Pinealoma | |
---|---|
Pineocytoma | |
Classification and external resources | |
Specialty | Oncology |
ICD-10 | D44.5, C75.3 |
ICD-9-CM | 237.1, 194.4 |
ICD-O | M9360/1-9362/3 |
DiseasesDB | 10044 |
eMedicine | med/2911 |
MeSH | D010871 |
A pinealoma is a tumor of the pineal gland, a part of the brain that produces melatonin. If a pinealoma destroys the cells of the pineal gland in a child, it can cause precocious puberty.
The pineal gland produces the hormone melatonin which plays a role in regulating circadian rhythms. A pinealoma may disrupt production of this hormone, and insomnia may result.

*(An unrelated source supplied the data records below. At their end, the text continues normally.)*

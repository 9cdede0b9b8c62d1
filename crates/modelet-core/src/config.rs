//! Configuration types for modelet

use serde::{Deserialize, Serialize};
use std::path::PathBuf;

/// Main agent configuration
#[derive(Debug, Clone, Default, Serialize, Deserialize)]
#[serde(default)]
pub struct AgentConfig {
    /// API server configuration
    pub api: ApiConfig,
    /// Inference server configuration
    pub runtime: RuntimeConfig,
    /// Memory budget configuration
    pub memory: MemoryConfig,
    /// Storage configuration
    pub storage: StorageConfig,
    /// Logging configuration
    pub logging: LoggingConfig,
}

impl AgentConfig {
    /// Load configuration from a TOML file
    pub fn from_file(path: &std::path::Path) -> Result<Self, crate::ModeletError> {
        let content = std::fs::read_to_string(path).map_err(|e| {
            crate::ModeletError::Config(format!("Failed to read config file: {}", e))
        })?;
        Self::from_toml(&content)
    }

    /// Parse configuration from a TOML string
    pub fn from_toml(content: &str) -> Result<Self, crate::ModeletError> {
        let config: Self = toml::from_str(content)
            .map_err(|e| crate::ModeletError::Config(format!("Failed to parse config: {}", e)))?;
        config.validate()?;
        Ok(config)
    }

    /// Reject settings the agent cannot run with
    pub fn validate(&self) -> Result<(), crate::ModeletError> {
        if self.memory.total_bytes == 0 {
            return Err(crate::ModeletError::Config(
                "memory.total_bytes must be greater than zero".to_string(),
            ));
        }
        if self.memory.total_bytes > i64::MAX as u64 {
            return Err(crate::ModeletError::Config(
                "memory.total_bytes is too large".to_string(),
            ));
        }
        Ok(())
    }
}

/// API server configuration
#[derive(Debug, Clone, Serialize, Deserialize)]
#[serde(default)]
pub struct ApiConfig {
    /// Address to bind the REST API server
    pub address: String,
    /// Port for the REST API server
    pub port: u16,
}

impl Default for ApiConfig {
    fn default() -> Self {
        Self {
            address: "0.0.0.0".to_string(),
            port: 9095,
        }
    }
}

/// Inference server configuration
#[derive(Debug, Clone, Serialize, Deserialize)]
#[serde(default)]
pub struct RuntimeConfig {
    /// Host of the inference server
    pub host: String,
    /// HTTP port of the inference server
    pub http_port: u16,
    /// Timeout for a single load/unload call in seconds
    pub request_timeout_secs: u64,
    /// How long to wait for the server to become live on startup
    pub startup_timeout_secs: u64,
}

impl Default for RuntimeConfig {
    fn default() -> Self {
        Self {
            host: "127.0.0.1".to_string(),
            http_port: 8080,
            request_timeout_secs: 300,
            startup_timeout_secs: 120,
        }
    }
}

/// Memory budget configuration
#[derive(Debug, Clone, Serialize, Deserialize)]
#[serde(default)]
pub struct MemoryConfig {
    /// Memory available for resident models in bytes
    pub total_bytes: u64,
    /// Percentage of the budget the scheduler may over-commit
    pub overcommit_percentage: u32,
}

impl Default for MemoryConfig {
    fn default() -> Self {
        Self {
            total_bytes: 8 * 1024 * 1024 * 1024, // 8 GB
            overcommit_percentage: 10,
        }
    }
}

/// Storage configuration
#[derive(Debug, Clone, Serialize, Deserialize)]
#[serde(default)]
pub struct StorageConfig {
    /// Directory the inference server loads models from
    pub models_path: PathBuf,
    /// Interval between sweeps of unused per-model locks
    pub lock_sweep_interval_secs: u64,
}

impl Default for StorageConfig {
    fn default() -> Self {
        Self {
            models_path: PathBuf::from("/mnt/agent/models"),
            lock_sweep_interval_secs: 600,
        }
    }
}

/// Logging configuration
#[derive(Debug, Clone, Serialize, Deserialize)]
#[serde(default)]
pub struct LoggingConfig {
    /// Log level or filter directive
    pub level: String,
    /// Log format (compact or full)
    pub format: String,
}

impl Default for LoggingConfig {
    fn default() -> Self {
        Self {
            level: "info".to_string(),
            format: "full".to_string(),
        }
    }
}

#[cfg(test)]
mod tests {
    use super::*;

    #[test]
    fn test_default_agent_config() {
        let config = AgentConfig::default();
        assert_eq!(config.api.port, 9095);
        assert_eq!(config.runtime.http_port, 8080);
        assert_eq!(config.memory.overcommit_percentage, 10);
        assert!(config.validate().is_ok());
    }

    #[test]
    fn test_agent_config_parse() {
        let toml_str = r#"
[memory]
total_bytes = 1000
overcommit_percentage = 0

[runtime]
host = "mlserver"
http_port = 9000

[logging]
level = "modelet_state=debug,info"
"#;
        let config = AgentConfig::from_toml(toml_str).unwrap();
        assert_eq!(config.memory.total_bytes, 1000);
        assert_eq!(config.runtime.host, "mlserver");
        assert_eq!(config.runtime.request_timeout_secs, 300);
        assert_eq!(config.api.port, 9095);
        assert_eq!(config.logging.level, "modelet_state=debug,info");
    }

    #[test]
    fn test_zero_budget_rejected() {
        let result = AgentConfig::from_toml("[memory]\ntotal_bytes = 0\n");
        assert!(matches!(result, Err(crate::ModeletError::Config(_))));
    }
}
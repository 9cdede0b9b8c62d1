//! In-memory inference server for state tests

use async_trait::async_trait;
use modelet_core::RuntimeError;
use modelet_runtime::ModelServer;
use parking_lot::Mutex;
use std::collections::{HashMap, HashSet};
use std::path::PathBuf;
use std::time::Duration;

#[derive(Default)]
pub struct FakeServer {
    loaded: Mutex<HashSet<String>>,
    loads: Mutex<HashMap<String, usize>>,
    unloads: Mutex<HashMap<String, usize>>,
    failing_loads: Mutex<HashSet<String>>,
    failing_unloads: Mutex<HashSet<String>>,
    failing_next_load: Mutex<HashSet<String>>,
    load_delay: Option<Duration>,
    models_path: Option<PathBuf>,
    staged_at_load: Mutex<HashMap<String, Vec<Vec<String>>>>,
}

impl FakeServer {
    pub fn new() -> Self {
        Self::default()
    }

    pub fn with_load_delay(delay: Duration) -> Self {
        Self {
            load_delay: Some(delay),
            ..Self::default()
        }
    }

    /// Record the versions staged under `models_path` at every load
    pub fn watching(models_path: PathBuf) -> Self {
        Self {
            models_path: Some(models_path),
            ..Self::default()
        }
    }

    pub fn fail_next_load(&self, model: &str) {
        self.failing_next_load.lock().insert(model.to_string());
    }

    pub fn fail_loads(&self, model: &str) {
        self.failing_loads.lock().insert(model.to_string());
    }

    pub fn fail_unloads(&self, model: &str) {
        self.failing_unloads.lock().insert(model.to_string());
    }

    pub fn loads(&self, model: &str) -> usize {
        self.loads.lock().get(model).copied().unwrap_or(0)
    }

    pub fn unloads(&self, model: &str) -> usize {
        self.unloads.lock().get(model).copied().unwrap_or(0)
    }

    /// Staged versions seen by each load of `model`, oldest first
    pub fn staged_at_load(&self, model: &str) -> Vec<Vec<String>> {
        self.staged_at_load
            .lock()
            .get(model)
            .cloned()
            .unwrap_or_default()
    }

    pub fn is_loaded(&self, model: &str) -> bool {
        self.loaded.lock().contains(model)
    }
}

#[async_trait]
impl ModelServer for FakeServer {
    async fn load(&self, model: &str) -> Result<(), RuntimeError> {
        *self.loads.lock().entry(model.to_string()).or_default() += 1;
        if let Some(root) = &self.models_path {
            let mut staged: Vec<String> = std::fs::read_dir(root.join(model))
                .map(|entries| {
                    entries
                        .filter_map(|e| e.ok())
                        .map(|e| e.file_name().to_string_lossy().into_owned())
                        .collect()
                })
                .unwrap_or_default();
            staged.sort();
            self.staged_at_load
                .lock()
                .entry(model.to_string())
                .or_default()
                .push(staged);
        }
        if let Some(delay) = self.load_delay {
            tokio::time::sleep(delay).await;
        }
        let fail_once = self.failing_next_load.lock().remove(model);
        if fail_once || self.failing_loads.lock().contains(model) {
            return Err(RuntimeError::Server {
                status: 500,
                body: "load failed".to_string(),
            });
        }
        self.loaded.lock().insert(model.to_string());
        Ok(())
    }

    async fn unload(&self, model: &str) -> Result<(), RuntimeError> {
        *self.unloads.lock().entry(model.to_string()).or_default() += 1;
        if self.failing_unloads.lock().contains(model) {
            return Err(RuntimeError::Server {
                status: 500,
                body: "unload failed".to_string(),
            });
        }
        if !self.loaded.lock().remove(model) {
            return Err(RuntimeError::NotFound(model.to_string()));
        }
        Ok(())
    }

    async fn live(&self) -> Result<(), RuntimeError> {
        Ok(())
    }

    fn name(&self) -> &'static str {
        "fake"
    }
}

Frequently, paralysis of upward gaze along with several ocular findings such as convergence retraction nystagmus and eyelid retraction also known as Collier's sign and Light Near Dissociation (pupil accommodates but doesn't react to light) are known collectively as Parinaud's syndrome or Dorsal Mid-brain syndrome, are the only physical symptoms seen. This is caused by the compression of the vertical gaze center in the midbrain tectum at the level of the superior colliculus and cranial nerve III. Work-up usually includes Neuro-imaging as seen on the right.
A pinealoma may cause interruption of hypothalamic inhibiting pathways, sometimes leading to beta-hCG secretion and consequent Leydig's cell stimulation (endocrine syndrome).
Other symptoms may include hydrocephalus, gait disturbances, and precocious puberty.
Pinealomas can be due to proliferation of primary pineocytes (pineocytomas, pineoblastomas), astrocytes (astrocytoma), or germ cells (germinoma). Germinomas are the most common tumor in the pineal gland.